“Pokoknya waktu saya bangun, jendela sudah terbuka dan saya menemukan ini di samping saya tidur.” Palung memamerkan secarik kertas yang ia temukan.
“Kalau bukan pencuri siapa lagi yang mengendap-endap masuk dari jendela dan keluar dari jendela pula!” bentak Palung.
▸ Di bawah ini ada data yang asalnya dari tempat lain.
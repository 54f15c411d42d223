//! Integration tests for the capture dispatcher.
//!
//! Jobs run against the fake executor over a temporary scope tree, so
//! idempotency, host exclusivity and retry bounds are checked end to end.

use netriage_common::{FailureKind, JobStatus, RawOutcome, Scope, TriageError};
use netriaged::catalog::ScopeCatalog;
use netriaged::config::{CaptureConfig, ScopesConfig};
use netriaged::dispatcher::CaptureDispatcher;
use netriaged::executor::FakeDeviceExecutor;
use netriaged::raw_log::RawLogWriter;
use std::fs;
use std::sync::Arc;
use std::time::Duration;
use tempfile::TempDir;

const DEVICES_YAML: &str = "devices:
  - name: B-ASBR-1
    device_type: cisco_ios
  - name: C-ASBR-1
    device_type: cisco_xr
";

const BGP_SUMMARY: &str = "RP/0/RP0/CPU0:C-ASBR-1#show bgp summary
BGP router identifier 10.0.0.12, local AS number 65002

Neighbor        Spk    AS MsgRcvd MsgSent   TblVer  InQ OutQ  Up/Down  St/PfxRcd
100.64.231.1      0 65001    1234    1230       42    0    0 02:13:45         12
";

const BFD_SESSION: &str = "RP/0/RP0/CPU0:C-ASBR-1#show bfd session
Interface           Dest Addr           Local det time(int*mult)      State
                                    Echo             Async   H/W   NPU
------------------- --------------- ---------------- ---------------- ----------
Gi0/0/0/0           100.64.231.1    0s(0s*0)         450ms(150ms*3)   UP
                                                                 No    n/a
";

const WAIT: Duration = Duration::from_secs(10);

struct Harness {
    _dir: TempDir,
    catalog: ScopeCatalog,
    dispatcher: CaptureDispatcher,
    fake: FakeDeviceExecutor,
}

fn scope() -> Scope {
    Scope::new("configs.5", "task-18.bfd")
}

fn commands(list: &[&str]) -> Vec<String> {
    list.iter().map(|c| c.to_string()).collect()
}

fn harness(fake: FakeDeviceExecutor, config: CaptureConfig) -> Harness {
    let dir = TempDir::new().unwrap();
    fs::create_dir_all(dir.path().join("configs.5/task-18.bfd")).unwrap();
    fs::write(dir.path().join("configs.5/devices.yaml"), DEVICES_YAML).unwrap();

    let catalog = ScopeCatalog::new(&ScopesConfig {
        repo_root: dir.path().to_path_buf(),
        ..ScopesConfig::default()
    });
    let dispatcher = CaptureDispatcher::new(
        catalog.clone(),
        Arc::new(fake.clone()),
        RawLogWriter::new(catalog.clone()),
        config,
    );
    Harness {
        _dir: dir,
        catalog,
        dispatcher,
        fake,
    }
}

fn healthy_fake() -> FakeDeviceExecutor {
    FakeDeviceExecutor::new()
        .with_output("C-ASBR-1", "show bgp summary", BGP_SUMMARY)
        .with_output("C-ASBR-1", "show bfd session", BFD_SESSION)
}

fn fast_retries() -> CaptureConfig {
    CaptureConfig {
        max_attempts: 3,
        backoff_base_ms: 1,
        ..CaptureConfig::default()
    }
}

// ============================================================================
// Idempotency
// ============================================================================

#[tokio::test]
async fn test_same_fingerprint_returns_same_job() {
    let h = harness(healthy_fake(), CaptureConfig::default());
    let cmds = commands(&["show bgp summary", "show bfd session"]);

    let first = h.dispatcher.submit(&scope(), "C-ASBR-1", &cmds).unwrap();
    let second = h.dispatcher.submit(&scope(), "c-asbr-1", &cmds).unwrap();
    assert_eq!(first.job_id, second.job_id);

    let job = h.dispatcher.wait(&first.job_id, WAIT).await.unwrap();
    assert_eq!(job.status, JobStatus::Succeeded);
    assert_eq!(h.fake.run_count("C-ASBR-1"), 2);

    // Reordered and re-spaced commands hit the cached job too
    let again = h
        .dispatcher
        .submit(&scope(), "C-ASBR-1", &commands(&["show  bfd session", "show bgp summary"]))
        .unwrap();
    assert_eq!(again.job_id, first.job_id);
    assert_eq!(again.status, JobStatus::Succeeded);
    assert_eq!(h.fake.run_count("C-ASBR-1"), 2);
    assert_eq!(h.dispatcher.job_count(), 1);
}

// ============================================================================
// Host exclusivity
// ============================================================================

#[tokio::test]
async fn test_one_session_per_host() {
    let fake = healthy_fake().with_delay(Duration::from_millis(50));
    let h = harness(fake, CaptureConfig::default());

    let a = h
        .dispatcher
        .submit(&scope(), "C-ASBR-1", &commands(&["show bgp summary"]))
        .unwrap();
    let b = h
        .dispatcher
        .submit(&scope(), "C-ASBR-1", &commands(&["show bfd session"]))
        .unwrap();
    let c = h
        .dispatcher
        .submit(&scope(), "B-ASBR-1", &commands(&["show ip bgp summary"]))
        .unwrap();
    assert_ne!(a.job_id, b.job_id);

    for id in [&a.job_id, &b.job_id, &c.job_id] {
        let job = h.dispatcher.wait(id, WAIT).await.unwrap();
        assert!(job.status.is_terminal());
    }
    assert_eq!(h.fake.max_concurrency("C-ASBR-1"), 1);
    assert_eq!(h.fake.connect_count("C-ASBR-1"), 2);
}

// ============================================================================
// Partial failure
// ============================================================================

#[tokio::test]
async fn test_partial_command_failure_still_succeeds() {
    let fake = healthy_fake().with_output(
        "C-ASBR-1",
        "show bgp sumary",
        "show bgp sumary\n        ^\n% Invalid input detected at '^' marker.\n",
    );
    let h = harness(fake, CaptureConfig::default());
    let cmds = commands(&["show bgp summary", "show bfd session", "show bgp sumary"]);

    let resp = h.dispatcher.submit(&scope(), "C-ASBR-1", &cmds).unwrap();
    let job = h.dispatcher.wait(&resp.job_id, WAIT).await.unwrap();

    assert_eq!(job.status, JobStatus::Succeeded);
    assert_eq!(job.raw_logs.len(), 3);
    assert_eq!(job.batches.len(), 2);
    assert!(job.failure.is_none());

    let failed: Vec<_> = job.failed_raw_logs().collect();
    assert_eq!(failed.len(), 1);
    assert_eq!(failed[0].command, "show bgp sumary");
    match &failed[0].outcome {
        RawOutcome::Failed { reason } => assert!(reason.contains("% Invalid input")),
        other => panic!("unexpected outcome {:?}", other),
    }

    // Every fact points back at a successful raw log of this job
    for fact in job.facts() {
        let raw = job
            .raw_logs
            .iter()
            .find(|r| r.id == fact.provenance.raw_log_id)
            .unwrap();
        assert!(raw.is_success());
        assert_eq!(fact.provenance.job_id, job.job_id);
    }
}

#[tokio::test]
async fn test_all_commands_failing_fails_the_job() {
    let fake = FakeDeviceExecutor::new()
        .with_command_error("C-ASBR-1", "show bgp summary", "% Invalid input detected");
    let h = harness(fake, CaptureConfig::default());

    let resp = h
        .dispatcher
        .submit(&scope(), "C-ASBR-1", &commands(&["show bgp summary"]))
        .unwrap();
    let job = h.dispatcher.wait(&resp.job_id, WAIT).await.unwrap();

    assert_eq!(job.status, JobStatus::Failed);
    assert_eq!(job.failure.unwrap().kind, FailureKind::AllCommandsFailed);
    assert!(job.batches.is_empty());
}

// ============================================================================
// Retry bounds
// ============================================================================

#[tokio::test]
async fn test_transport_retries_are_bounded() {
    let fake = healthy_fake().fail_connects("C-ASBR-1", 100);
    let h = harness(fake, fast_retries());

    let resp = h
        .dispatcher
        .submit(&scope(), "C-ASBR-1", &commands(&["show bgp summary"]))
        .unwrap();
    let job = h.dispatcher.wait(&resp.job_id, WAIT).await.unwrap();

    assert_eq!(job.status, JobStatus::Failed);
    assert_eq!(job.failure.as_ref().unwrap().kind, FailureKind::Transport);
    assert_eq!(job.attempts.len(), 3);
    assert_eq!(h.fake.connect_count("C-ASBR-1"), 3);
    assert!(job.raw_logs.is_empty());
}

#[tokio::test]
async fn test_transport_recovers_on_later_attempt() {
    let fake = healthy_fake().fail_connects("C-ASBR-1", 1);
    let h = harness(fake, fast_retries());

    let resp = h
        .dispatcher
        .submit(&scope(), "C-ASBR-1", &commands(&["show bfd session"]))
        .unwrap();
    let job = h.dispatcher.wait(&resp.job_id, WAIT).await.unwrap();

    assert_eq!(job.status, JobStatus::Succeeded);
    assert_eq!(job.attempts.len(), 2);
    assert!(job.raw_logs.iter().all(|r| r.attempt == 2));
}

#[tokio::test]
async fn test_failed_fingerprint_resubmits_within_bound() {
    let fake = healthy_fake().fail_connects("C-ASBR-1", 100);
    let config = CaptureConfig {
        max_resubmits: 1,
        ..fast_retries()
    };
    let h = harness(fake, config);
    let cmds = commands(&["show bgp summary"]);

    let first = h.dispatcher.submit(&scope(), "C-ASBR-1", &cmds).unwrap();
    h.dispatcher.wait(&first.job_id, WAIT).await.unwrap();

    let second = h.dispatcher.submit(&scope(), "C-ASBR-1", &cmds).unwrap();
    assert_ne!(second.job_id, first.job_id);
    let job = h.dispatcher.wait(&second.job_id, WAIT).await.unwrap();
    assert_eq!(job.retry_of.as_deref(), Some(first.job_id.as_str()));
    assert_eq!(job.status, JobStatus::Failed);

    // Bound reached: the latest failed job comes back unchanged
    let third = h.dispatcher.submit(&scope(), "C-ASBR-1", &cmds).unwrap();
    assert_eq!(third.job_id, second.job_id);
    assert_eq!(third.status, JobStatus::Failed);
    assert_eq!(h.fake.connect_count("C-ASBR-1"), 6);
}

#[tokio::test]
async fn test_explicit_retry_rules() {
    let h = harness(healthy_fake(), CaptureConfig::default());
    let resp = h
        .dispatcher
        .submit(&scope(), "C-ASBR-1", &commands(&["show bgp summary"]))
        .unwrap();
    h.dispatcher.wait(&resp.job_id, WAIT).await.unwrap();

    let err = h.dispatcher.retry(&resp.job_id).unwrap_err();
    assert!(matches!(err, TriageError::InvalidCommand(_)));

    let err = h.dispatcher.retry("no-such-job").unwrap_err();
    assert!(matches!(err, TriageError::UnknownJob(_)));
}

// ============================================================================
// Validation
// ============================================================================

#[tokio::test]
async fn test_submit_validation_errors() {
    let h = harness(healthy_fake(), CaptureConfig::default());

    let err = h
        .dispatcher
        .submit(&scope(), "C-ASBR-1", &commands(&["configure terminal"]))
        .unwrap_err();
    assert!(matches!(err, TriageError::InvalidCommand(_)));

    let err = h
        .dispatcher
        .submit(&scope(), "Z-PE-9", &commands(&["show version"]))
        .unwrap_err();
    assert!(matches!(err, TriageError::InvalidHost(_)));

    let err = h
        .dispatcher
        .submit(
            &Scope::new("configs.5", "task-404"),
            "C-ASBR-1",
            &commands(&["show version"]),
        )
        .unwrap_err();
    assert!(matches!(err, TriageError::InvalidScope(_)));

    let err = h
        .dispatcher
        .submit(&Scope::new("..", "etc"), "C-ASBR-1", &commands(&["show version"]))
        .unwrap_err();
    assert!(matches!(err, TriageError::InvalidScope(_)));

    assert_eq!(h.dispatcher.job_count(), 0);
    assert_eq!(h.fake.connect_count("C-ASBR-1"), 0);
}

// ============================================================================
// Timeouts and persistence
// ============================================================================

#[tokio::test]
async fn test_hanging_command_times_out() {
    let fake = FakeDeviceExecutor::new().with_hang("C-ASBR-1", "show bgp summary");
    let config = CaptureConfig {
        command_timeout_secs: 1,
        ..CaptureConfig::default()
    };
    let h = harness(fake, config);

    let resp = h
        .dispatcher
        .submit(&scope(), "C-ASBR-1", &commands(&["show bgp summary"]))
        .unwrap();

    let err = h
        .dispatcher
        .wait(&resp.job_id, Duration::from_millis(100))
        .await
        .unwrap_err();
    assert!(matches!(err, TriageError::Timeout(_)));

    let job = h.dispatcher.wait(&resp.job_id, WAIT).await.unwrap();
    assert_eq!(job.status, JobStatus::Failed);
    match &job.raw_logs[0].outcome {
        RawOutcome::Failed { reason } => assert!(reason.contains("timed out")),
        other => panic!("unexpected outcome {:?}", other),
    }
}

#[tokio::test]
async fn test_raw_logs_persisted_per_host() {
    let h = harness(healthy_fake(), CaptureConfig::default());
    let resp = h
        .dispatcher
        .submit(&scope(), "C-ASBR-1", &commands(&["show bgp summary", "show bfd session"]))
        .unwrap();
    let job = h.dispatcher.wait(&resp.job_id, WAIT).await.unwrap();

    let writer = RawLogWriter::new(h.catalog.clone());
    let stored = writer.read_all(&scope(), "C-ASBR-1").await.unwrap();
    assert_eq!(stored.len(), job.raw_logs.len());
    assert_eq!(stored[0].id, job.raw_logs[0].id);

    let show_log = fs::read_to_string(writer.show_log_path(&scope(), "C-ASBR-1")).unwrap();
    assert!(show_log.contains("show bfd session"));
}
Polisi itu bergidik mendengar suara Palung yang sudah mulai tinggi. Laki-laki tinggi kurus itu langsung menutup catatannya dan melipat kedua tangannya di atas meja kemudian mencondongkan badannya ke depan, lebih dekat dengan wajah Palung. Palung kaget, lalu membenarkan kembali posisi duduknya. Mencoba menahan emosi dengan cara menepuk-nepuk dadanya sendiri.
“Dari mana Anda tahu itu benar-benar pencuri?” tanya polisi muda itu dengan mata melotot.
Palung menggaruk-garuk kepalanya sekali lagi. Lalu ia melihat ke sekeliling seolah-olah sedang berusaha mencari sesuatu.
“Perasaan saya mengatakan demikian, Pak!” cetus Palung dengan raut muka penuh keyakinan.
“Ya, sudah. Nanti akan saya beritahu jika ada perubahan. Tunggu satu atau dua hari lagi. Silahkan Anda pulang dulu. Dan tinggalkan alamat serta nomor telepon.”
Polisi itu lalu mengambil alat tulisnya kembali dan mencatat dengan malas-malasan alamat serta nomor telepon yang dijabarkan Palung. Setelah itu Palung ke luar dari kantor polisi dan pergi ke panti asuhan, tempat biasa ia mendongeng.
*
“Om, kali ini cerita apa?” tanya Aksa, bocah ingusan yang suka sekali pakai baju kuning. Kakaknya waktu itu, berkata padanya bahwa warna kuning berlambang keberuntungan. Maka, setelah kakaknya pergi dan menitipkannya di panti asuhan ini ia selalu memakai baju warna kuning. Padahal kakaknya tidak pernah kembali lagi, sudah dua tahun lamanya.
Palung terdiam menatap mata Aksa yang berbinar-binar. Bocah itu sudah duduk rapi di bangku kecilnya dengan tangan terlipat di atas meja. Senyumnya mengembang, menampakkan sebagian gigi yang beberapa diantaranya hilang. Anak-anak yang lain mengikutinya. Mereka duduk diam sambil menunggu Palung bercerita. Palung menelan ludahnya, ia mencoba tenang sambil mencari-cari cerita yang bagus untuk didongengkan. Tapi sudah hampir lima belas menit ia tidak menemukan ide untuk bercerita. Ia benar-benar kehilangan imajinasinya. Tidak ada apa-apa di dalam pikirannya. Ia bahkan lupa bagaimana cara merangkai kata untuk memulai cerita. Segalanya hanyalah kekosongan.